Introduction
Attackers can gain unauthenticated administrative access to enterprise systems when authentication and authorization controls on REST APIs fail. CVE-2025-10611 affects multiple WSO2 products and allows bypass of these critical controls, exposing organizations to the risk of unauthorized administrative operations and full system compromise.
WSO2 is a widely adopted provider of open source middleware for API management, identity and access management, and integration. Their products are used by large enterprises, governments, and financial institutions globally. Previous vulnerabilities in WSO2 products have led to rapid exploitation and significant security incidents.
Technical Information
CVE-2025-10611 results from insufficient access control implementation in multiple WSO2 products. Certain REST API endpoints do not properly enforce authentication and authorization. This allows attackers to invoke sensitive administrative API operations without presenting valid credentials or tokens.
The vulnerability is due to missing or flawed validation logic in the access control layer for REST APIs. Endpoints that should require authentication can be accessed directly. No public code snippets or exploit payloads are available. The root cause is a failure to consistently apply authentication and authorization checks on all administrative REST API endpoints.

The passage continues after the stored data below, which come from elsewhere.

//! Error Types

use thiserror::Error;

/// Result type alias for agent operations
pub type Result<T> = std::result::Result<T, AgentError>;

/// Longest error description folded back into a conversation
pub const MAX_ERROR_DESCRIPTION: usize = 500;

/// Agent error types
#[derive(Error, Debug)]
pub enum AgentError {
    /// No tool with this name in the execution's snapshot
    #[error("Tool not found: {0}")]
    ToolNotFound(String),

    /// Tool arguments did not match the declared schema
    #[error("Tool validation error: {0}")]
    ToolValidation(String),

    /// Tool ran and failed (includes timeouts and malformed external responses)
    #[error("Tool '{tool}' failed: {message}")]
    ToolExecutionFailed { tool: String, message: String },

    /// Primary or auxiliary model unreachable or errored
    #[error("Model call failed: {0}")]
    ModelCallFailed(String),

    /// Decide/act rounds exhausted
    #[error("Recursion limit ({0}) exceeded")]
    RecursionLimitExceeded(usize),

    /// Conversation memory backend down
    #[error("Conversation store unavailable: {0}")]
    StoreUnavailable(String),

    /// Caller disconnected before the loop finished
    #[error("Caller disconnected")]
    Cancelled,

    /// Parse error (e.g., tool call parsing)
    #[error("Parse error: {0}")]
    Parse(String),

    /// Configuration error
    #[error("Configuration error: {0}")]
    Config(String),

    /// Generic IO error
    #[error("IO error: {0}")]
    Io(#[from] std::io::Error),

    /// JSON serialization error
    #[error("JSON error: {0}")]
    Json(#[from] serde_json::Error),

    /// Other/unknown error
    #[error("{0}")]
    Other(String),
}

impl AgentError {
    /// Build a `ToolExecutionFailed` with the description truncated
    pub fn tool_failed(tool: impl Into<String>, message: impl std::fmt::Display) -> Self {
        Self::ToolExecutionFailed {
            tool: tool.into(),
            message: truncate_chars(&message.to_string(), MAX_ERROR_DESCRIPTION),
        }
    }

    /// Tool-level errors are recovered inside the loop
    pub fn is_tool_level(&self) -> bool {
        matches!(
            self,
            AgentError::ToolNotFound(_)
                | AgentError::ToolValidation(_)
                | AgentError::ToolExecutionFailed { .. }
        )
    }

    /// Stable machine-readable code for the error event
    pub fn code(&self) -> &'static str {
        match self {
            AgentError::ToolNotFound(_) => "TOOL_NOT_FOUND",
            AgentError::ToolValidation(_) => "TOOL_VALIDATION",
            AgentError::ToolExecutionFailed { .. } => "TOOL_EXECUTION_FAILED",
            AgentError::ModelCallFailed(_) => "MODEL_CALL_FAILED",
            AgentError::RecursionLimitExceeded(_) => "RECURSION_LIMIT_EXCEEDED",
            AgentError::StoreUnavailable(_) => "STORE_UNAVAILABLE",
            AgentError::Cancelled => "CANCELLED",
            _ => "AGENT_ERROR",
        }
    }

    /// Convert to a user-friendly message
    pub fn user_message(&self) -> String {
        match self {
            AgentError::ModelCallFailed(_) => "The AI service is currently unavailable. Please try again.".into(),
            AgentError::ToolNotFound(name) => format!("The tool '{}' is not available.", name),
            AgentError::ToolValidation(msg) => format!("Invalid tool input: {}", msg),
            AgentError::ToolExecutionFailed { tool, message } => format!("Tool '{}' error: {}", tool, message),
            AgentError::RecursionLimitExceeded(_) => "The request took too many steps to process. Please try a simpler query.".into(),
            AgentError::StoreUnavailable(_) => "Conversation history is temporarily unavailable. Please try again.".into(),
            _ => "An unexpected error occurred.".into(),
        }
    }
}

impl From<anyhow::Error> for AgentError {
    fn from(err: anyhow::Error) -> Self {
        AgentError::Other(err.to_string())
    }
}

/// Keep at most `max` characters, never splitting a UTF-8 sequence
pub fn truncate_chars(text: &str, max: usize) -> String {
    match text.char_indices().nth(max) {
        Some((idx, _)) => text[..idx].to_string(),
        None => text.to_string(),
    }
}

#[cfg(test)]
mod tests {
    use super::*;

    #[test]
    fn test_tool_failed_truncates_description() {
        let long = "x".repeat(MAX_ERROR_DESCRIPTION * 3);
        match AgentError::tool_failed("search", long) {
            AgentError::ToolExecutionFailed { tool, message } => {
                assert_eq!(tool, "search");
                assert_eq!(message.chars().count(), MAX_ERROR_DESCRIPTION);
            }
            other => panic!("unexpected variant: {other:?}"),
        }
    }

    #[test]
    fn test_truncate_respects_char_boundaries() {
        assert_eq!(truncate_chars("añoñ", 2), "añ");
        assert_eq!(truncate_chars("abc", 10), "abc");
    }

    #[test]
    fn test_tool_level_classification() {
        assert!(AgentError::ToolNotFound("x".into()).is_tool_level());
        assert!(!AgentError::ModelCallFailed("down".into()).is_tool_level());
        assert_eq!(AgentError::RecursionLimitExceeded(25).code(), "RECURSION_LIMIT_EXCEEDED");
    }
}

Affected Systems and Versions
The official advisory states that "multiple WSO2 products" are affected. No specific product names, version numbers, or configuration details are provided in the available sources. Organizations should consult the official WSO2 advisory for updates on affected versions:
Vendor Security History
WSO2 has a history of critical vulnerabilities involving authentication and access control failures:
- CVE-2024-6914: SOAP admin authentication bypass, allowed unauthorized password resets for any user including administrators.
- CVE-2022-29464: Unauthenticated file upload and remote code execution, rapidly exploited in the wild.
The vendor typically publishes advisories and patches but has experienced recurring issues in access control implementations across product lines.